Red Ballantyne

Personal information
- Full name: William McCaw Ballantyne
- Date of birth: 15 November 1901
- Place of birth: Possilpark, Scotland
- Date of death: 7 August 1944 (aged 42)
- Place of death: Lachine, Montreal, Canada
- Position(s): Inside right

Senior career*
- Years: Team / Apps / (Gls)
- Shettleston
- 1922–1924: Clyde / 38 / (9)
- 1924–1925: Boston / 35 / (2)
- 1925–1927: Clyde / 66 / (19)
- 1927–1928: New Bedford Whalers
- 1928–1930: New York Giants / 63 / (23)
- 1930–1931: Brooklyn Wanderers
- New York Americans
- Kearny Scots-Americans
- Newark Germans

Managerial career
- Newark Germans

= Red Ballantyne =

Scottish footballer (1901–1944)

William McCaw "Red" Ballantyne (15 November 1901 – 7 August 1944) was a Scottish association football inside right who played in Scotland, the United States, and Canada.

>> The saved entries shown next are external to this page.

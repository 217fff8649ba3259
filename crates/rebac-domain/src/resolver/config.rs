//! Configuration for the graph resolver.

use std::sync::Arc;
use std::time::Duration;

use serde::{Deserialize, Serialize};

use crate::cache::DecisionCache;

/// Configuration for the graph resolver.
#[derive(Debug, Clone)]
pub struct ResolverConfig {
    /// Maximum depth for graph traversal.
    pub max_depth: u32,
    /// Default deadline for a call when the request carries none.
    pub timeout: Duration,
    /// Optional cache of top-level decisions.
    ///
    /// Skipped when contextual tuples are provided or a trace is requested.
    pub cache: Option<Arc<DecisionCache>>,
    /// Settings for ListObjects and ListUsers.
    pub list: ListConfig,
}

impl Default for ResolverConfig {
    fn default() -> Self {
        Self {
            max_depth: 25,
            timeout: Duration::from_secs(30),
            cache: None,
            list: ListConfig::default(),
        }
    }
}

impl ResolverConfig {
    pub fn with_cache(mut self, cache: Arc<DecisionCache>) -> Self {
        self.cache = Some(cache);
        self
    }

    pub fn with_max_depth(mut self, max_depth: u32) -> Self {
        self.max_depth = max_depth;
        self
    }

    pub fn with_timeout(mut self, timeout: Duration) -> Self {
        self.timeout = timeout;
        self
    }

    pub fn with_list_config(mut self, list: ListConfig) -> Self {
        self.list = list;
        self
    }
}

/// How ListObjects generates candidates.
#[derive(Debug, Clone, Copy, PartialEq, Eq, Default, Serialize, Deserialize)]
#[serde(rename_all = "snake_case")]
pub enum ListStrategy {
    /// Exhaustive for small object universes, reverse index otherwise.
    #[default]
    Auto,
    /// Walk the reverse index outward from the user.
    ReverseIndex,
    /// Check every object of the requested type.
    Exhaustive,
}

/// Bounds for ListObjects and ListUsers.
#[derive(Debug, Clone, PartialEq, Eq)]
pub struct ListConfig {
    /// Maximum candidates confirmed per call; hitting it marks the result truncated.
    pub max_candidates: usize,
    pub default_page_size: u32,
    pub max_page_size: u32,
    /// Candidates confirmed concurrently.
    pub concurrency: usize,
    /// `Auto` uses exhaustive iteration at or below this many objects.
    pub small_universe_threshold: usize,
    pub strategy: ListStrategy,
}

impl Default for ListConfig {
    fn default() -> Self {
        Self {
            max_candidates: 1000,
            default_page_size: 100,
            max_page_size: 1000,
            concurrency: 50,
            small_universe_threshold: 64,
            strategy: ListStrategy::Auto,
        }
    }
}

impl ListConfig {
    /// Effective page size for a request.
    pub fn page_size(&self, requested: Option<u32>) -> usize {
        let size = requested
            .filter(|s| *s > 0)
            .unwrap_or(self.default_page_size)
            .min(self.max_page_size);
        size.max(1) as usize
    }
}
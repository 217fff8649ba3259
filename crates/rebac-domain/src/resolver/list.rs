//! ListObjects and ListUsers.
//!
//! Both generate a superset of candidates from the tuple graph and then
//! confirm every candidate with a check inside the same call, so
//! intersections and exclusions stay exact. Confirmation runs with bounded
//! concurrency and shares the call's memo.

use std::collections::{BTreeSet, HashSet, VecDeque};
use std::time::Duration;

use futures::stream::{self, StreamExt};
use tokio::time::timeout;
use tracing::{debug, instrument, warn};

use crate::error::{DomainError, DomainResult};
use crate::model::{Rewrite, Subject, TypeRestriction, TypedId, WILDCARD_ID};

use super::config::ListStrategy;
use super::context::{is_usable, CallContext, TraversalContext};
use super::graph_resolver::{parse_object, validate_relation_name, BoxFuture, GraphResolver};
use super::token::{paginate, ConsistencyToken};
use super::traits::{ModelReader, TupleReader};
use super::types::{
    ListObjectsRequest, ListObjectsResult, ListUsersRequest, ListUsersResult, UserResult,
};

/// Candidate subjects gathered by forward expansion.
#[derive(Default)]
struct Gathered {
    subjects: BTreeSet<Subject>,
    /// `object#relation` already walked in this call.
    walked: HashSet<String>,
}

impl<T, M> GraphResolver<T, M>
where
    T: TupleReader + 'static,
    M: ModelReader + 'static,
{
    /// Objects of `request.object_type` on which `request.user` holds
    /// `request.relation`.
    #[instrument(
        skip(self, request),
        fields(user = %request.user, relation = %request.relation, object_type = %request.object_type)
    )]
    pub async fn list_objects(&self, request: &ListObjectsRequest) -> DomainResult<ListObjectsResult> {
        let limit = request.timeout.unwrap_or(self.config.timeout);
        match timeout(limit, self.list_objects_inner(request, limit)).await {
            Ok(result) => result,
            Err(_) => Err(DomainError::Timeout {
                duration_ms: limit.as_millis() as u64,
            }),
        }
    }

    async fn list_objects_inner(
        &self,
        request: &ListObjectsRequest,
        limit: Duration,
    ) -> DomainResult<ListObjectsResult> {
        let subject = Subject::parse(&request.user)?;
        validate_relation_name(&request.relation)?;
        if request.object_type.is_empty() || request.object_type.contains([':', '#']) {
            return Err(DomainError::InvalidRequest {
                message: format!("invalid object type '{}'", request.object_type),
            });
        }

        let call = self
            .open_call(
                request.consistency_token.as_deref(),
                &request.contextual_tuples,
                false,
                limit,
            )
            .await?;
        call.model.relation(&request.object_type, &request.relation)?;

        let (candidates, mut truncated) = self
            .object_candidates(&call, &subject, &request.object_type)
            .await?;
        debug!(candidates = candidates.len(), truncated, "confirming list_objects candidates");

        let call_ref = &call;
        let subject_ref = &subject;
        let relation = request.relation.as_str();
        let confirmed: Vec<(TypedId, DomainResult<bool>)> = stream::iter(candidates)
            .map(|object| async move {
                let decision = self
                    .check_in_call(call_ref, subject_ref, relation, &object)
                    .await;
                (object, decision)
            })
            .buffered(self.config.list.concurrency.max(1))
            .collect()
            .await;

        let mut objects = Vec::new();
        for (object, decision) in confirmed {
            match decision {
                Ok(true) => objects.push(object.to_string()),
                Ok(false) => {}
                Err(err) => {
                    absorb_candidate_error(err, &object.to_string())?;
                    truncated = true;
                }
            }
        }

        let page_size = self.config.list.page_size(request.page_size);
        let (objects, next_page_token) = paginate(
            objects,
            |o| o.clone(),
            page_size,
            request.page_token.as_deref(),
            call.model.version_id,
        )?;

        Ok(ListObjectsResult {
            objects,
            next_page_token,
            truncated,
            consistency_token: ConsistencyToken::new(call.snapshot, call.model.version_id)
                .encode()?,
        })
    }

    /// Picks a candidate strategy and returns `(candidates, truncated)`.
    async fn object_candidates(
        &self,
        call: &CallContext,
        subject: &Subject,
        object_type: &str,
    ) -> DomainResult<(Vec<TypedId>, bool)> {
        let list = &self.config.list;

        let universe = if list.strategy == ListStrategy::ReverseIndex {
            None
        } else {
            let mut ids: BTreeSet<String> = self
                .tuple_reader
                .list_objects_by_type(object_type, call.snapshot)
                .await?
                .into_iter()
                .collect();
            ids.extend(call.contextual_object_ids(object_type).map(str::to_string));
            Some(ids)
        };

        match (list.strategy, universe) {
            (ListStrategy::Exhaustive, Some(ids)) => Ok(self.bounded_universe(object_type, ids)),
            (ListStrategy::Auto, Some(ids)) if ids.len() <= list.small_universe_threshold => {
                Ok(self.bounded_universe(object_type, ids))
            }
            _ => self.reverse_candidates(call, subject, object_type).await,
        }
    }

    fn bounded_universe(&self, object_type: &str, ids: BTreeSet<String>) -> (Vec<TypedId>, bool) {
        let max = self.config.list.max_candidates;
        let truncated = ids.len() > max;
        let candidates = ids
            .into_iter()
            .filter(|id| id != WILDCARD_ID)
            .take(max)
            .map(|id| TypedId::new(object_type, id))
            .collect();
        (candidates, truncated)
    }

    /// Walks the reverse index outward from the subject (and its typed
    /// wildcard), collecting every reachable object of `object_type`.
    async fn reverse_candidates(
        &self,
        call: &CallContext,
        subject: &Subject,
        object_type: &str,
    ) -> DomainResult<(Vec<TypedId>, bool)> {
        let max = self.config.list.max_candidates;
        let mut frontier: VecDeque<TypedId> = match subject {
            Subject::Object(id) => {
                VecDeque::from([id.clone(), TypedId::new(&id.object_type, WILDCARD_ID)])
            }
            Subject::Userset(us) => VecDeque::from([us.object.clone()]),
            Subject::Wildcard { user_type } => {
                VecDeque::from([TypedId::new(user_type, WILDCARD_ID)])
            }
        };
        let mut seen: HashSet<TypedId> = frontier.iter().cloned().collect();
        let mut candidates = BTreeSet::new();

        while let Some(node) = frontier.pop_front() {
            call.check_deadline()?;
            let mut edges = self
                .tuple_reader
                .find_by_user(&node.object_type, &node.object_id, call.snapshot)
                .await?;
            edges.extend(call.contextual_by_user(&node.object_type, &node.object_id));

            for edge in edges {
                if edge.condition_name.is_some() {
                    continue;
                }
                if edge.object.object_type == object_type && !candidates.contains(&edge.object) {
                    if candidates.len() >= max {
                        warn!(max, "list_objects candidate bound reached");
                        return Ok((candidates.into_iter().collect(), true));
                    }
                    candidates.insert(edge.object.clone());
                }
                if seen.insert(edge.object.clone()) {
                    frontier.push_back(edge.object);
                }
            }
        }

        Ok((candidates.into_iter().collect(), false))
    }

    /// Subjects holding `request.relation` on `request.object`.
    #[instrument(skip(self, request), fields(object = %request.object, relation = %request.relation))]
    pub async fn list_users(&self, request: &ListUsersRequest) -> DomainResult<ListUsersResult> {
        let limit = request.timeout.unwrap_or(self.config.timeout);
        match timeout(limit, self.list_users_inner(request, limit)).await {
            Ok(result) => result,
            Err(_) => Err(DomainError::Timeout {
                duration_ms: limit.as_millis() as u64,
            }),
        }
    }

    async fn list_users_inner(
        &self,
        request: &ListUsersRequest,
        limit: Duration,
    ) -> DomainResult<ListUsersResult> {
        let object = parse_object(&request.object)?;
        validate_relation_name(&request.relation)?;
        let filters = request
            .user_types
            .iter()
            .map(|t| {
                TypeRestriction::parse(t).map_err(|_| DomainError::InvalidRequest {
                    message: format!("invalid user type filter '{t}'"),
                })
            })
            .collect::<DomainResult<Vec<_>>>()?;

        let call = self
            .open_call(
                request.consistency_token.as_deref(),
                &request.contextual_tuples,
                false,
                limit,
            )
            .await?;
        call.model.relation(&object.object_type, &request.relation)?;

        let mut gathered = Gathered::default();
        self.gather_users(
            &call,
            TraversalContext::root(),
            &object,
            &request.relation,
            !request.userset_granularity,
            &mut gathered,
        )
        .await?;

        let max = self.config.list.max_candidates;
        let eligible: Vec<Subject> = gathered
            .subjects
            .into_iter()
            .filter(|s| wanted(s, &filters, request.userset_granularity))
            .collect();
        let mut truncated = eligible.len() > max;
        let candidates: Vec<Subject> = eligible.into_iter().take(max).collect();
        debug!(candidates = candidates.len(), truncated, "confirming list_users candidates");

        let call_ref = &call;
        let object_ref = &object;
        let relation = request.relation.as_str();
        let confirmed: Vec<(Subject, DomainResult<bool>)> = stream::iter(candidates)
            .map(|subject| async move {
                let decision = self
                    .check_in_call(call_ref, &subject, relation, object_ref)
                    .await;
                (subject, decision)
            })
            .buffered(self.config.list.concurrency.max(1))
            .collect()
            .await;

        let mut users = Vec::new();
        for (subject, decision) in confirmed {
            match decision {
                Ok(true) => users.push(UserResult::from(&subject)),
                Ok(false) => {}
                Err(err) => {
                    absorb_candidate_error(err, &subject.to_string())?;
                    truncated = true;
                }
            }
        }

        let page_size = self.config.list.page_size(request.page_size);
        let (users, next_page_token) = paginate(
            users,
            |u| u.to_string(),
            page_size,
            request.page_token.as_deref(),
            call.model.version_id,
        )?;

        Ok(ListUsersResult {
            users,
            next_page_token,
            truncated,
            consistency_token: ConsistencyToken::new(call.snapshot, call.model.version_id)
                .encode()?,
        })
    }

    /// Collects every subject that could hold `relation` on `object`.
    fn gather_users<'a>(
        &'a self,
        call: &'a CallContext,
        ctx: TraversalContext,
        object: &'a TypedId,
        relation: &'a str,
        expand_usersets: bool,
        out: &'a mut Gathered,
    ) -> BoxFuture<'a, DomainResult<()>> {
        Box::pin(async move {
            call.check_deadline()?;
            if ctx.depth > self.config.max_depth {
                return Err(DomainError::DepthLimitExceeded {
                    max_depth: self.config.max_depth,
                });
            }
            if !out.walked.insert(format!("{object}#{relation}")) {
                return Ok(());
            }
            let Ok(relation_def) = call.model.relation(&object.object_type, relation) else {
                return Ok(());
            };
            self.gather_rewrite(call, ctx, object, relation, &relation_def.rewrite, expand_usersets, out)
                .await
        })
    }

    #[allow(clippy::too_many_arguments)]
    fn gather_rewrite<'a>(
        &'a self,
        call: &'a CallContext,
        ctx: TraversalContext,
        object: &'a TypedId,
        relation: &'a str,
        rewrite: &'a Rewrite,
        expand_usersets: bool,
        out: &'a mut Gathered,
    ) -> BoxFuture<'a, DomainResult<()>> {
        Box::pin(async move {
            match rewrite {
                Rewrite::Direct(_) => {
                    let tuples = self.read_direct(call, object, relation, None).await?;
                    for tuple in tuples {
                        if !is_usable(&tuple, object, relation) {
                            continue;
                        }
                        if let (Subject::Userset(us), true) = (&tuple.subject, expand_usersets) {
                            self.gather_users(
                                call,
                                ctx.deeper(),
                                &us.object,
                                &us.relation,
                                expand_usersets,
                                &mut *out,
                            )
                            .await?;
                        }
                        out.subjects.insert(tuple.subject);
                    }
                }
                Rewrite::Computed(target) => {
                    self.gather_users(call, ctx.deeper(), object, target, expand_usersets, out)
                        .await?;
                }
                Rewrite::TupleToUserset {
                    tupleset,
                    computed_relation,
                } => {
                    for target in self.tupleset_targets(call, object, tupleset).await? {
                        self.gather_users(
                            call,
                            ctx.deeper(),
                            &target,
                            computed_relation,
                            expand_usersets,
                            &mut *out,
                        )
                        .await?;
                    }
                }
                Rewrite::Union(children) | Rewrite::Intersection(children) => {
                    for child in children {
                        self.gather_rewrite(
                            call,
                            ctx.clone(),
                            object,
                            relation,
                            child,
                            expand_usersets,
                            &mut *out,
                        )
                        .await?;
                    }
                }
                // Only the base can contribute subjects.
                Rewrite::Exclusion { base, .. } => {
                    self.gather_rewrite(call, ctx, object, relation, base, expand_usersets, out)
                        .await?;
                }
            }
            Ok(())
        })
    }
}
//! Batch check handler with two-stage deduplication.
//!
//! A batch runs many independent checks against one snapshot:
//!
//! 1. **Intra-batch deduplication**: identical items execute once
//! 2. **Singleflight**: concurrent batches asking the same question share
//!    one evaluation
//!
//! Items carrying contextual tuples skip both stages. A failing item is
//! reported in its own slot with an error kind and message; the rest of the
//! batch is unaffected.

mod handler;
mod singleflight;
mod types;

pub use handler::{BatchCheckHandler, DEFAULT_CONCURRENCY};
pub use types::{
    BatchCheckError, BatchCheckItem, BatchCheckItemResult, BatchCheckRequest, BatchCheckResponse,
    BatchCheckResult, BatchItemError, MAX_BATCH_SIZE,
};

Ballantyne played for both Morton and Clyde, before jumping to the Boston Soccer Club of the American Soccer League in 1924. He was back in Scotland with Clyde a year later. After two seasons with Clyde, Ballantyne returned to the United States to sign with the New Bedford Whalers. In 1928, he began the season with the Whalers, but the onset of the soccer wars between the league and the United States Football Association brought considerable turmoil to the professional scene. The Whalers briefly left the ASL for the newly created outlaw league, the Eastern Soccer League. After a handful of games, it returned to the ASL. However, Ballantyne refused to make the move back to the ASL and joined the New York Giants in the ESL. This move occurred by December 1928. He remained with the Giants after the ASL merged with the ESL in 1930. In the fall of 1930, Ballantyne joined the Brooklyn Wanderers. He then signed with the New York Americans and later played for Montréal Carsteel and then the Kearny Scots-Americans in the second ASL after the original league collapsed in 1933. He was with the Newark Germans in 1935 as a player-manager.

His elder brother Johnny and younger brother Bobby were also footballers who played for clubs in Scotland and the United States.

In 1938, he immigrated to Montreal, where he was manager of Glen Yards F.C. and Carsteel F.C. In 1944, after a 10-month illness, he died at a convalescent hospital in Lachine, Montreal.